## WHAT TO WORK ON
Among the lines of the records, count those containing the word "from", then give the number alone.

(DATA FOR PROCESSING Opens)

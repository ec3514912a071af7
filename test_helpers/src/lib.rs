//! Test helpers shared across crates in the datasource workspace.
//!
//! - [`env`]: serialised environment-variable guards.
//! - [`cwd`]: a guard that changes and restores the working directory.
//! - [`figment`]: wrappers around `figment::Jail`.
//! - [`documents`]: temporary directories populated with datasource files.

pub mod cwd;
pub mod documents;
pub mod env;
pub mod figment;
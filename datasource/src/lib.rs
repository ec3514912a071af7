//! Datasource resolution and merging.
//!
//! A template renderer hands this crate a bare string: a registered alias, a
//! URI such as `env:HOME` or `file:///etc/app.yaml`, or a path relative to
//! the working directory. The [`SourceRegistry`] turns it into a [`Source`],
//! whose [`Source::read`] produces [`Data`] that decodes lazily into a
//! generic document.
//!
//! The `merge:` scheme composes other datasources:
//!
//! ```rust,no_run
//! use datasource::{Context, SourceRegistry};
//!
//! let registry = SourceRegistry::builder().build()?;
//! let data = registry.read(
//!     &Context::background(),
//!     "merge:defaults.yaml|overrides.json",
//!     &[],
//! )?;
//! assert!(data.unmarshal()?.is_object());
//! # Ok::<_, std::sync::Arc<datasource::DatasourceError>>(())
//! ```
//!
//! Later parts win, so list parts from defaults to overrides: above, keys in
//! `overrides.json` replace the same keys from `defaults.yaml`.

mod config;
mod context;
mod data;
mod definition;
mod error;
mod merge;
mod registry;
mod result_ext;
mod source;
#[cfg(test)]
mod test_support;

pub use config::{DatasourceConfig, ENV_PREFIX, RegistryConfig};
pub use context::Context;
pub use data::{Data, MediaType};
pub use definition::{DatasourceArg, parse_source_url};
pub use error::{DatasourceError, ResolveMiss};
pub use merge::{MergeBackend, MergeSource, merge_documents, merge_value};
pub use registry::{Backend, Backends, RegistryBuilder, SourceRegistry};
pub use result_ext::{DatasourceResultExt, SubSourceContextExt};
pub use source::{
    EnvBackend, EnvSource, FileBackend, FileSource, Headers, Source, SourceSpec, StdinBackend,
    StdinSource,
};

/// Result alias used throughout the crate. Errors are shared so a failure
/// can be both returned and wrapped by an enclosing merge.
pub type DatasourceResult<T> = Result<T, std::sync::Arc<DatasourceError>>;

(DATA FOR PROCESSING Closes)

## SOLUTION
2